From the first line of the data below through the line holding "use crate::error::TemplateError;", write out each line exactly as it stands.

**** DATA SUPPLIED ****

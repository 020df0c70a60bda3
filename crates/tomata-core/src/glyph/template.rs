use std::collections::HashMap;
use std::fmt;
use std::str::FromStr;

use serde::{Deserialize, Serialize};

use crate::error::TemplateError;

/// Glyph definitions shipped with the crate.
pub const DEFAULT_THEMES: &str = include_str!("../../assets/themes.txt");

/// Symbols every style must define, in header order.
const CHARSET: [char; 11] = ['0', '1', '2', '3', '4', '5', '6', '7', '8', '9', ':'];

/// The built-in glyph styles.
#[derive(Debug, Clone, Copy, PartialEq, Eq, Hash, Serialize, Deserialize)]
#[serde(rename_all = "lowercase")]
pub enum Style {
    Electronic,
    Colossal,
    Shadow,
}

impl Style {
    pub const ALL: [Style; 3] = [Style::Electronic, Style::Colossal, Style::Shadow];

    pub fn name(self) -> &'static str {
        match self {
            Style::Electronic => "Electronic",
            Style::Colossal => "Colossal",
            Style::Shadow => "Shadow",
        }
    }
}

impl fmt::Display for Style {
    fn fmt(&self, f: &mut fmt::Formatter<'_>) -> fmt::Result {
        f.write_str(self.name())
    }
}

impl FromStr for Style {
    type Err = TemplateError;

    fn from_str(s: &str) -> Result<Self, Self::Err> {
        let wanted = s.trim();
        Style::ALL
            .into_iter()
            .find(|style| style.name().eq_ignore_ascii_case(wanted))
            .ok_or_else(|| TemplateError::NotFound(wanted.to_string()))
    }
}

/// A parsed glyph theme. Immutable once loaded.
///
/// Rows may contain multi-byte block-drawing characters, so per-glyph
/// fragments are addressed through byte bounds precomputed at parse time
/// rather than sliced by byte arithmetic on column counts.
#[derive(Debug, Clone)]
pub struct GlyphTemplate {
    style: Style,
    height: usize,
    widths: [usize; 11],
    rows: Vec<String>,
    bounds: Vec<[(usize, usize); 11]>,
}

impl GlyphTemplate {
    pub fn style(&self) -> Style {
        self.style
    }

    pub fn height(&self) -> usize {
        self.height
    }

    pub fn widths(&self) -> &[usize; 11] {
        &self.widths
    }

    pub fn rows(&self) -> &[String] {
        &self.rows
    }

    /// Column position of `ch` in the fixed charset, if renderable.
    pub(crate) fn glyph_index(ch: char) -> Option<usize> {
        CHARSET.iter().position(|&c| c == ch)
    }

    /// The pixel-row fragment of one glyph.
    pub(crate) fn fragment(&self, row: usize, glyph: usize) -> &str {
        let (start, end) = self.bounds[row][glyph];
        &self.rows[row][start..end]
    }
}

/// Loads glyph themes from a definition source, caching by style.
pub struct TemplateStore {
    source: String,
    cache: HashMap<Style, GlyphTemplate>,
}

impl TemplateStore {
    /// Store over the embedded theme definitions.
    pub fn new() -> Self {
        Self::from_source(DEFAULT_THEMES)
    }

    /// Store over a caller-provided definition source.
    pub fn from_source(source: impl Into<String>) -> Self {
        Self {
            source: source.into(),
            cache: HashMap::new(),
        }
    }

    /// Load the template for `style`, parsing it on first request.
    pub fn load(&mut self, style: Style) -> Result<&GlyphTemplate, TemplateError> {
        if !self.cache.contains_key(&style) {
            let parsed = parse_block(&self.source, style)?;
            self.cache.insert(style, parsed);
        }
        Ok(&self.cache[&style])
    }
}

impl Default for TemplateStore {
    fn default() -> Self {
        Self::new()
    }
}

fn parse_block(source: &str, style: Style) -> Result<GlyphTemplate, TemplateError> {
    let mut lines = source.lines();
    while let Some(line) = lines.next() {
        let Some((name, height, widths)) = parse_header(line) else {
            continue;
        };
        if !name.eq_ignore_ascii_case(style.name()) {
            continue;
        }
        let mut rows = Vec::with_capacity(height);
        for consumed in 0..height {
            match lines.next() {
                Some(row) => rows.push(row.to_string()),
                None => {
                    return Err(TemplateError::Malformed {
                        style: style.name().to_string(),
                        reason: format!(
                            "declares {height} rows but the source ends after {consumed}"
                        ),
                    })
                }
            }
        }
        return build(style, height, widths, rows);
    }
    Err(TemplateError::NotFound(style.name().to_string()))
}

/// A header is `name:height:w0:...:w10` -- 13 non-empty fields with numeric
/// height and widths. Anything else (comments, glyph rows, blank lines) is
/// skipped by the scanner.
fn parse_header(line: &str) -> Option<(&str, usize, [usize; 11])> {
    let mut fields = line.split(':').map(str::trim);
    let name = fields.next()?;
    if name.is_empty() || name.starts_with('#') {
        return None;
    }
    let rest: Vec<&str> = fields.collect();
    if rest.len() != 12 {
        return None;
    }
    let height = rest[0].parse::<usize>().ok().filter(|h| *h > 0)?;
    let mut widths = [0usize; 11];
    for (slot, field) in widths.iter_mut().zip(&rest[1..]) {
        *slot = field.parse::<usize>().ok().filter(|w| *w > 0)?;
    }
    Some((name, height, widths))
}

fn build(
    style: Style,
    height: usize,
    widths: [usize; 11],
    rows: Vec<String>,
) -> Result<GlyphTemplate, TemplateError> {
    let expected: usize = widths.iter().sum();
    let mut bounds = Vec::with_capacity(height);
    for (row_index, row) in rows.iter().enumerate() {
        let byte_offsets: Vec<usize> = row
            .char_indices()
            .map(|(byte, _)| byte)
            .chain(std::iter::once(row.len()))
            .collect();
        let columns = byte_offsets.len() - 1;
        if columns != expected {
            return Err(TemplateError::Malformed {
                style: style.name().to_string(),
                reason: format!(
                    "row {} is {columns} columns wide, expected {expected}",
                    row_index + 1
                ),
            });
        }
        let mut row_bounds = [(0usize, 0usize); 11];
        let mut start = 0usize;
        for (glyph, &width) in widths.iter().enumerate() {
            row_bounds[glyph] = (byte_offsets[start], byte_offsets[start + width]);
            start += width;
        }
        bounds.push(row_bounds);
    }
    Ok(GlyphTemplate {
        style,
        height,
        widths,
        rows,
        bounds,
    })
}

#[cfg(test)]
mod tests {
    use super::*;
    use indoc::indoc;

    #[test]
    fn embedded_styles_all_parse() {
        let mut store = TemplateStore::new();
        for style in Style::ALL {
            let template = store.load(style).unwrap();
            assert_eq!(template.style(), style);
            assert_eq!(template.rows().len(), template.height());
            let expected: usize = template.widths().iter().sum();
            for row in template.rows() {
                assert_eq!(row.chars().count(), expected);
            }
        }
    }

    #[test]
    fn unknown_style_name_is_not_found() {
        let err = "neon".parse::<Style>().unwrap_err();
        assert!(matches!(err, TemplateError::NotFound(name) if name == "neon"));
    }

    #[test]
    fn style_names_parse_case_insensitively() {
        assert_eq!("electronic".parse::<Style>().unwrap(), Style::Electronic);
        assert_eq!("COLOSSAL".parse::<Style>().unwrap(), Style::Colossal);
        assert_eq!(" Shadow ".parse::<Style>().unwrap(), Style::Shadow);
    }

    #[test]
    fn missing_block_is_not_found() {
        let mut store = TemplateStore::from_source("# nothing here\n");
        let err = store.load(Style::Colossal).unwrap_err();
        assert!(matches!(err, TemplateError::NotFound(_)));
    }

    #[test]
    fn width_mismatch_is_malformed() {
        // Declares 2-wide digits and a 2-wide colon, but rows are 3 short.
        let source = indoc! {"
            Electronic:1:2:2:2:2:2:2:2:2:2:2:2
            0011223344556677889
        "};
        let mut store = TemplateStore::from_source(source);
        let err = store.load(Style::Electronic).unwrap_err();
        match err {
            TemplateError::Malformed { style, reason } => {
                assert_eq!(style, "Electronic");
                assert!(reason.contains("expected 22"), "{reason}");
            }
            other => panic!("expected Malformed, got {other:?}"),
        }
    }

    #[test]
    fn truncated_block_is_malformed() {
        let source = "Shadow:3:1:1:1:1:1:1:1:1:1:1:1\n0123456789:\n0123456789:\n";
        let mut store = TemplateStore::from_source(source);
        let err = store.load(Style::Shadow).unwrap_err();
        assert!(matches!(err, TemplateError::Malformed { .. }));
    }

    #[test]
    fn scanner_skips_other_blocks() {
        let source = indoc! {"
            # two tiny themes
            Electronic:1:1:1:1:1:1:1:1:1:1:1:1
            0123456789:
            Shadow:1:2:2:2:2:2:2:2:2:2:2:2
            00112233445566778899::
        "};
        let mut store = TemplateStore::from_source(source);
        let template = store.load(Style::Shadow).unwrap();
        assert_eq!(template.height(), 1);
        assert_eq!(template.widths()[0], 2);
    }

    #[test]
    fn fragments_follow_declared_widths() {
        let source = "Electronic:2:1:1:1:1:1:1:1:1:1:1:3\n0123456789:::\nabcdefghijklm\n";
        let mut store = TemplateStore::from_source(source);
        let template = store.load(Style::Electronic).unwrap();
        assert_eq!(template.fragment(0, 0), "0");
        assert_eq!(template.fragment(0, 10), ":::");
        assert_eq!(template.fragment(1, 10), "klm");
    }
}
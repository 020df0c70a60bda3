use chrono::{DateTime, Utc};
use serde::{Deserialize, Serialize};

use crate::timer::SegmentKind;

/// Every cycle transition produces an event. The controller records them in
/// order; the CLI logs them and tests assert on the sequence.
#[derive(Debug, Clone, Serialize, Deserialize)]
#[serde(tag = "type")]
pub enum CycleEvent {
    WorkStarted {
        tag: String,
        duration_ms: u64,
        at: DateTime<Utc>,
    },
    WorkCompleted {
        tag: String,
        /// Consecutive completed work segments since the last long break.
        work_count: u32,
        at: DateTime<Utc>,
    },
    /// Work segment interrupted before completion. No counters move.
    WorkAborted {
        tag: String,
        at: DateTime<Utc>,
    },
    BreakStarted {
        kind: SegmentKind,
        duration_ms: u64,
        at: DateTime<Utc>,
    },
    BreakFinished {
        kind: SegmentKind,
        /// True when the break countdown was interrupted.
        aborted: bool,
        at: DateTime<Utc>,
    },
    Exited {
        at: DateTime<Utc>,
    },
}
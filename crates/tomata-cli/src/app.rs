//! Wires configuration, ledger, template and collaborators into one cycle
//! run. Everything interactive lives behind the core's collaborator traits.

use std::error::Error;

use tracing::info;

use tomata_core::{
    CancelToken, Config, Countdown, CycleConfig, CycleController, TagLedger, TemplateStore,
};

use crate::alerts::DesktopAlerts;
use crate::prompt::ConsolePrompt;
use crate::screen::TermScreen;
use crate::Cli;

pub fn run(cli: Cli) -> Result<(), Box<dyn Error>> {
    let config = Config::load_or_init()?;
    let mut ledger = TagLedger::open()?;

    if cli.clear {
        let mut prompt = ConsolePrompt::new();
        if prompt.confirm("This permanently deletes all tag history. Continue?")? {
            ledger.reset_all()?;
            println!("Tag history cleared.");
        } else {
            println!("Nothing deleted.");
        }
        return Ok(());
    }

    if cli.stats {
        print_summary(&ledger, cli.json)?;
        return Ok(());
    }

    let style = cli.style.unwrap_or(config.ui.style);
    let mut store = TemplateStore::new();
    let template = store.load(style)?.clone();

    let minutes = cli.work.unwrap_or(config.timer.work_minutes);
    let cycle_config = CycleConfig::from_minutes(minutes)?;

    // Ctrl-C aborts the running countdown; the state machine treats that as
    // a normal transition, not a crash.
    let token = CancelToken::new();
    {
        let token = token.clone();
        ctrlc::set_handler(move || token.cancel())?;
    }

    let mut prompt = ConsolePrompt::new();
    let tag = match cli.tag {
        Some(tag) => tag,
        None => prompt.initial_tag()?,
    };

    let mut screen = TermScreen::new();
    let alerts = DesktopAlerts::new(config.alerts.notifications, config.alerts.sound);
    let mut controller = CycleController::new(
        cycle_config,
        Countdown::new(token),
        &template,
        &mut ledger,
        &mut prompt,
        &mut screen,
        &alerts,
        tag,
    );
    controller.run()?;
    info!(events = controller.events().len(), "cycle finished");
    drop(controller);

    if !ledger.is_empty() {
        println!();
        print_summary(&ledger, false)?;
    }
    Ok(())
}

fn print_summary(ledger: &TagLedger, json: bool) -> Result<(), Box<dyn Error>> {
    let ranked = ledger.ranked_summary();
    if json {
        println!("{}", serde_json::to_string_pretty(&ranked)?);
        return Ok(());
    }
    if ranked.is_empty() {
        println!("No completed work segments yet.");
        return Ok(());
    }
    let width = ranked
        .iter()
        .map(|r| r.tag.chars().count())
        .max()
        .unwrap_or(3)
        .max(3);
    println!("{:<width$}  completed", "tag");
    for record in &ranked {
        println!("{:<width$}  {}", record.tag, record.count);
    }
    Ok(())
}
//! Terminal frame sink for the countdown display.

use std::io::{self, Write};

use crossterm::{cursor, execute, queue, terminal};

use tomata_core::{CoreError, Screen, SegmentKind};

/// Draws each frame at the top of a cleared screen, hiding the cursor for
/// the duration of a segment.
pub struct TermScreen {
    header: String,
}

impl TermScreen {
    pub fn new() -> Self {
        Self {
            header: String::new(),
        }
    }
}

impl Screen for TermScreen {
    fn segment_started(&mut self, kind: SegmentKind, tag: &str) -> Result<(), CoreError> {
        self.header = if kind == SegmentKind::Work && !tag.is_empty() {
            format!("{} [{}]", kind.label(), tag)
        } else {
            kind.label().to_string()
        };
        let mut out = io::stdout();
        execute!(
            out,
            terminal::Clear(terminal::ClearType::All),
            cursor::MoveTo(0, 0),
            cursor::Hide
        )?;
        Ok(())
    }

    fn draw(&mut self, frame: &[String]) -> Result<(), CoreError> {
        let mut out = io::stdout();
        queue!(
            out,
            cursor::MoveTo(0, 0),
            terminal::Clear(terminal::ClearType::FromCursorDown)
        )?;
        writeln!(out, "{}", self.header)?;
        writeln!(out)?;
        for line in frame {
            writeln!(out, "{line}")?;
        }
        out.flush()?;
        Ok(())
    }

    fn segment_finished(&mut self) -> Result<(), CoreError> {
        let mut out = io::stdout();
        execute!(out, cursor::Show)?;
        writeln!(out)?;
        Ok(())
    }
}
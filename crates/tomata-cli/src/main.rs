use clap::Parser;
use tomata_core::Style;

mod alerts;
mod app;
mod prompt;
mod screen;

#[derive(Parser)]
#[command(
    name = "tomata",
    version,
    about = "Terminal Pomodoro timer with a big glyph countdown and tagged session history"
)]
pub struct Cli {
    /// Preset the session tag
    #[arg(short, long)]
    pub tag: Option<String>,

    /// Glyph style for the countdown display (electronic, colossal, shadow)
    #[arg(short, long, value_parser = parse_style)]
    pub style: Option<Style>,

    /// Work segment length in minutes (overrides the config file)
    #[arg(short, long)]
    pub work: Option<f64>,

    /// Print the ranked tag summary and exit
    #[arg(long)]
    pub stats: bool,

    /// Emit --stats output as JSON
    #[arg(long, requires = "stats")]
    pub json: bool,

    /// Delete all tag history (after confirmation) and exit
    #[arg(long, conflicts_with_all = ["stats", "tag"])]
    pub clear: bool,
}

fn parse_style(s: &str) -> Result<Style, String> {
    s.parse::<Style>().map_err(|err| err.to_string())
}

fn main() {
    tracing_subscriber::fmt()
        .with_env_filter(tracing_subscriber::EnvFilter::from_default_env())
        .with_writer(std::io::stderr)
        .init();

    let cli = Cli::parse();
    if let Err(e) = app::run(cli) {
        eprintln!("error: {e}");
        std::process::exit(1);
    }
}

****

**YOUR RESPONSE**
repository 020df0c70a60bda3
filename crates/tomata-core/src/glyph/template.rs
use std::collections::HashMap;
use std::fmt;
use std::str::FromStr;

use serde::{Deserialize, Serialize};

use crate::error::TemplateError;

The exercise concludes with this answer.